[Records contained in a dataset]
= = = = = = =
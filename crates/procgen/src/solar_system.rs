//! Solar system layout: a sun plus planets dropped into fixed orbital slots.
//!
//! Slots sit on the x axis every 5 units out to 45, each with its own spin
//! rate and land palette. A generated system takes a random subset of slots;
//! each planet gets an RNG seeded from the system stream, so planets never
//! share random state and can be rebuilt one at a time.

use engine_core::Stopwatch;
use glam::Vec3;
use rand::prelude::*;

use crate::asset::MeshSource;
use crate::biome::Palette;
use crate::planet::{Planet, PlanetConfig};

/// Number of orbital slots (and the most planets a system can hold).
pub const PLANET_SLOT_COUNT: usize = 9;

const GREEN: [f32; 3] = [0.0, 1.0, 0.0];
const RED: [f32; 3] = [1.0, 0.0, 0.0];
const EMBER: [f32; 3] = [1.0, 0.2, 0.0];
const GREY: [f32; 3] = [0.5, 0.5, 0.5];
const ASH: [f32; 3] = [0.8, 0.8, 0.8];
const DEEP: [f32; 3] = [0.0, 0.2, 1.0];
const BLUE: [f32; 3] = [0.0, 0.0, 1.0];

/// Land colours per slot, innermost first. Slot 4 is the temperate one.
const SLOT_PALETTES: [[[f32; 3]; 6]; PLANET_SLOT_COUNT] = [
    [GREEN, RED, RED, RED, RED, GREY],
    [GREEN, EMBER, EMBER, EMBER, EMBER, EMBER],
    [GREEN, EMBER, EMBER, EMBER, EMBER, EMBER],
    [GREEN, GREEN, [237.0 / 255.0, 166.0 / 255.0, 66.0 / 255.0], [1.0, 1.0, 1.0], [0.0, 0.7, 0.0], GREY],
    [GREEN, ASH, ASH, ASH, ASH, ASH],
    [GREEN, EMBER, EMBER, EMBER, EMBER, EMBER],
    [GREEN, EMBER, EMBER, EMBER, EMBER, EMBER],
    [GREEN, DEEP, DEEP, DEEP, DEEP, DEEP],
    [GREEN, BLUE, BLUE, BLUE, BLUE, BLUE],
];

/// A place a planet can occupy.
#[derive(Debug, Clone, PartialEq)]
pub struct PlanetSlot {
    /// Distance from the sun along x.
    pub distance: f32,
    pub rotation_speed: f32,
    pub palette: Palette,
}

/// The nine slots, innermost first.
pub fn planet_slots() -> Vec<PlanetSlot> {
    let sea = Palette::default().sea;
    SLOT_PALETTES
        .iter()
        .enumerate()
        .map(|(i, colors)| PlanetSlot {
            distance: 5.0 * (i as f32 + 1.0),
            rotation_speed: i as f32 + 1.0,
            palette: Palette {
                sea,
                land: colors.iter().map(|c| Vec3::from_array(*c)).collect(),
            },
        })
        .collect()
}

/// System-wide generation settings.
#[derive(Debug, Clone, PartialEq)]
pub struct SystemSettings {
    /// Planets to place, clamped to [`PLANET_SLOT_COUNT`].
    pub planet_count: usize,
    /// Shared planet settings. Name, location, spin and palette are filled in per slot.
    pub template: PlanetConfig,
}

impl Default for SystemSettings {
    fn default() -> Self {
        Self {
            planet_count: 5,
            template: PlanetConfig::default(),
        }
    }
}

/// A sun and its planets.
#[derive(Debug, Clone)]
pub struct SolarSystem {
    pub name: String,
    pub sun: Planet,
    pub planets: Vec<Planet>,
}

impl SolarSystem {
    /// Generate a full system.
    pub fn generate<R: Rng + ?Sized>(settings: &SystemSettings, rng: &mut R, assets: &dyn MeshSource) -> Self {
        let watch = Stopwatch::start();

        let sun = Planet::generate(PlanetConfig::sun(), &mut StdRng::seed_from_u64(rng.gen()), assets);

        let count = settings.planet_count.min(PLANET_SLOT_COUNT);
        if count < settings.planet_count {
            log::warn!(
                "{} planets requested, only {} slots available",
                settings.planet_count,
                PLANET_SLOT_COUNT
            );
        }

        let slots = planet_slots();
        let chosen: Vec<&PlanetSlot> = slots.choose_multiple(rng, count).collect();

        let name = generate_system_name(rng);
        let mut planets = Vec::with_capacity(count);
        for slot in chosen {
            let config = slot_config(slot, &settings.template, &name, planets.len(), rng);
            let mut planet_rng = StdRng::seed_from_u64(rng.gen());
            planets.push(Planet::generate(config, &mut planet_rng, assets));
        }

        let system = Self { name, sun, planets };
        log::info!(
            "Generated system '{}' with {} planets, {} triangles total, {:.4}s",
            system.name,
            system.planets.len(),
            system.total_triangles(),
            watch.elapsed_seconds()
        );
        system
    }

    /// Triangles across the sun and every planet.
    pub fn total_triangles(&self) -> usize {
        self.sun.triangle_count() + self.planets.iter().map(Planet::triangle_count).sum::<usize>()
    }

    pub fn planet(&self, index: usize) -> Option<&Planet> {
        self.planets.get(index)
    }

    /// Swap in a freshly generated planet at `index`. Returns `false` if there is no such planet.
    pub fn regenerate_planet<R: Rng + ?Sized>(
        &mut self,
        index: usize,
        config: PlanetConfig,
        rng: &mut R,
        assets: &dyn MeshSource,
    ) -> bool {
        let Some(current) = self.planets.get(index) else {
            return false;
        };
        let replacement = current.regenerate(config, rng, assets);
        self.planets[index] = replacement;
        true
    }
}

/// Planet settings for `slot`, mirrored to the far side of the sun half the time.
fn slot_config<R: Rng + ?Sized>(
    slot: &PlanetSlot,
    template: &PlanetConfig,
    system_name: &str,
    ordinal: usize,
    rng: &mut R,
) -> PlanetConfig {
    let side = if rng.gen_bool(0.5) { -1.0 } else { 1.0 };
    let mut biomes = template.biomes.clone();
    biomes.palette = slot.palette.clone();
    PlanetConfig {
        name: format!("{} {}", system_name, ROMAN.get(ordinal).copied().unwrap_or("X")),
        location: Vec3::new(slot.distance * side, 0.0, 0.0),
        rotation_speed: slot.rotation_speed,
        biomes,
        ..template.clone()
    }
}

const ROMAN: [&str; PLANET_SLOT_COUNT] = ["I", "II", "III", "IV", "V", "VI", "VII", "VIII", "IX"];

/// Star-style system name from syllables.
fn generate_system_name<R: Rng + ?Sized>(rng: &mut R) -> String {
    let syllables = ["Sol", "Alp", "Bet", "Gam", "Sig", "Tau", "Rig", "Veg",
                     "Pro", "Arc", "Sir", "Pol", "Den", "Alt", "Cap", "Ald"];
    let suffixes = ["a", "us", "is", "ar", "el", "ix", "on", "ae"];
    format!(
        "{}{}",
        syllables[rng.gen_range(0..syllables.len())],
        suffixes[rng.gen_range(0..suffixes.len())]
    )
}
= = = = = = =
WHAT THIS TASK INVOLVES:
An exact copy of every line above is needed.

ANSWER TO THE EXERCISE:
filename crates/procgen/src/solar_system.rs
//! Solar system layout: a sun plus planets dropped into fixed orbital slots.
//!
//! Slots sit on the x axis every 5 units out to 45, each with its own spin
//! rate and land palette. A generated system takes a random subset of slots;
//! each planet gets an RNG seeded from the system stream, so planets never
//! share random state and can be rebuilt one at a time.

use engine_core::Stopwatch;
use glam::Vec3;
use rand::prelude::*;

use crate::asset::MeshSource;
use crate::biome::Palette;
use crate::planet::{Planet, PlanetConfig};

/// Number of orbital slots (and the most planets a system can hold).
pub const PLANET_SLOT_COUNT: usize = 9;

const GREEN: [f32; 3] = [0.0, 1.0, 0.0];
const RED: [f32; 3] = [1.0, 0.0, 0.0];
const EMBER: [f32; 3] = [1.0, 0.2, 0.0];
const GREY: [f32; 3] = [0.5, 0.5, 0.5];
const ASH: [f32; 3] = [0.8, 0.8, 0.8];
const DEEP: [f32; 3] = [0.0, 0.2, 1.0];
const BLUE: [f32; 3] = [0.0, 0.0, 1.0];

/// Land colours per slot, innermost first. Slot 4 is the temperate one.
const SLOT_PALETTES: [[[f32; 3]; 6]; PLANET_SLOT_COUNT] = [
    [GREEN, RED, RED, RED, RED, GREY],
    [GREEN, EMBER, EMBER, EMBER, EMBER, EMBER],
    [GREEN, EMBER, EMBER, EMBER, EMBER, EMBER],
    [GREEN, GREEN, [237.0 / 255.0, 166.0 / 255.0, 66.0 / 255.0], [1.0, 1.0, 1.0], [0.0, 0.7, 0.0], GREY],
    [GREEN, ASH, ASH, ASH, ASH, ASH],
    [GREEN, EMBER, EMBER, EMBER, EMBER, EMBER],
    [GREEN, EMBER, EMBER, EMBER, EMBER, EMBER],
    [GREEN, DEEP, DEEP, DEEP, DEEP, DEEP],
    [GREEN, BLUE, BLUE, BLUE, BLUE, BLUE],
];

/// A place a planet can occupy.
#[derive(Debug, Clone, PartialEq)]
pub struct PlanetSlot {
    /// Distance from the sun along x.
    pub distance: f32,
    pub rotation_speed: f32,
    pub palette: Palette,
}

/// The nine slots, innermost first.
pub fn planet_slots() -> Vec<PlanetSlot> {
    let sea = Palette::default().sea;
    SLOT_PALETTES
        .iter()
        .enumerate()
        .map(|(i, colors)| PlanetSlot {
            distance: 5.0 * (i as f32 + 1.0),
            rotation_speed: i as f32 + 1.0,
            palette: Palette {
                sea,
                land: colors.iter().map(|c| Vec3::from_array(*c)).collect(),
            },
        })
        .collect()
}

/// System-wide generation settings.
#[derive(Debug, Clone, PartialEq)]
pub struct SystemSettings {
    /// Planets to place, clamped to [`PLANET_SLOT_COUNT`].
    pub planet_count: usize,
    /// Shared planet settings. Name, location, spin and palette are filled in per slot.
    pub template: PlanetConfig,
}

impl Default for SystemSettings {
    fn default() -> Self {
        Self {
            planet_count: 5,
            template: PlanetConfig::default(),
        }
    }
}

/// A sun and its planets.
#[derive(Debug, Clone)]
pub struct SolarSystem {
    pub name: String,
    pub sun: Planet,
    pub planets: Vec<Planet>,
}

impl SolarSystem {
    /// Generate a full system.
    pub fn generate<R: Rng + ?Sized>(settings: &SystemSettings, rng: &mut R, assets: &dyn MeshSource) -> Self {
        let watch = Stopwatch::start();

        let sun = Planet::generate(PlanetConfig::sun(), &mut StdRng::seed_from_u64(rng.gen()), assets);

        let count = settings.planet_count.min(PLANET_SLOT_COUNT);
        if count < settings.planet_count {
            log::warn!(
                "{} planets requested, only {} slots available",
                settings.planet_count,
                PLANET_SLOT_COUNT
            );
        }

        let slots = planet_slots();
        let chosen: Vec<&PlanetSlot> = slots.choose_multiple(rng, count).collect();

        let name = generate_system_name(rng);
        let mut planets = Vec::with_capacity(count);
        for slot in chosen {
            let config = slot_config(slot, &settings.template, &name, planets.len(), rng);
            let mut planet_rng = StdRng::seed_from_u64(rng.gen());
            planets.push(Planet::generate(config, &mut planet_rng, assets));
        }

        let system = Self { name, sun, planets };
        log::info!(
            "Generated system '{}' with {} planets, {} triangles total, {:.4}s",
            system.name,
            system.planets.len(),
            system.total_triangles(),
            watch.elapsed_seconds()
        );
        system
    }

    /// Triangles across the sun and every planet.
    pub fn total_triangles(&self) -> usize {
        self.sun.triangle_count() + self.planets.iter().map(Planet::triangle_count).sum::<usize>()
    }

    pub fn planet(&self, index: usize) -> Option<&Planet> {
        self.planets.get(index)
    }

    /// Swap in a freshly generated planet at `index`. Returns `false` if there is no such planet.
    pub fn regenerate_planet<R: Rng + ?Sized>(
        &mut self,
        index: usize,
        config: PlanetConfig,
        rng: &mut R,
        assets: &dyn MeshSource,
    ) -> bool {
        let Some(current) = self.planets.get(index) else {
            return false;
        };
        let replacement = current.regenerate(config, rng, assets);
        self.planets[index] = replacement;
        true
    }
}

/// Planet settings for `slot`, mirrored to the far side of the sun half the time.
fn slot_config<R: Rng + ?Sized>(
    slot: &PlanetSlot,
    template: &PlanetConfig,
    system_name: &str,
    ordinal: usize,
    rng: &mut R,
) -> PlanetConfig {
    let side = if rng.gen_bool(0.5) { -1.0 } else { 1.0 };
    let mut biomes = template.biomes.clone();
    biomes.palette = slot.palette.clone();
    PlanetConfig {
        name: format!("{} {}", system_name, ROMAN.get(ordinal).copied().unwrap_or("X")),
        location: Vec3::new(slot.distance * side, 0.0, 0.0),
        rotation_speed: slot.rotation_speed,
        biomes,
        ..template.clone()
    }
}

const ROMAN: [&str; PLANET_SLOT_COUNT] = ["I", "II", "III", "IV", "V", "VI", "VII", "VIII", "IX"];

/// Star-style system name from syllables.
fn generate_system_name<R: Rng + ?Sized>(rng: &mut R) -> String {
    let syllables = ["Sol", "Alp", "Bet", "Gam", "Sig", "Tau", "Rig", "Veg",
                     "Pro", "Arc", "Sir", "Pol", "Den", "Alt", "Cap", "Ald"];
    let suffixes = ["a", "us", "is", "ar", "el", "ix", "on", "ae"];
    format!(
        "{}{}",
        syllables[rng.gen_range(0..syllables.len())],
        suffixes[rng.gen_range(0..suffixes.len())]
    )
}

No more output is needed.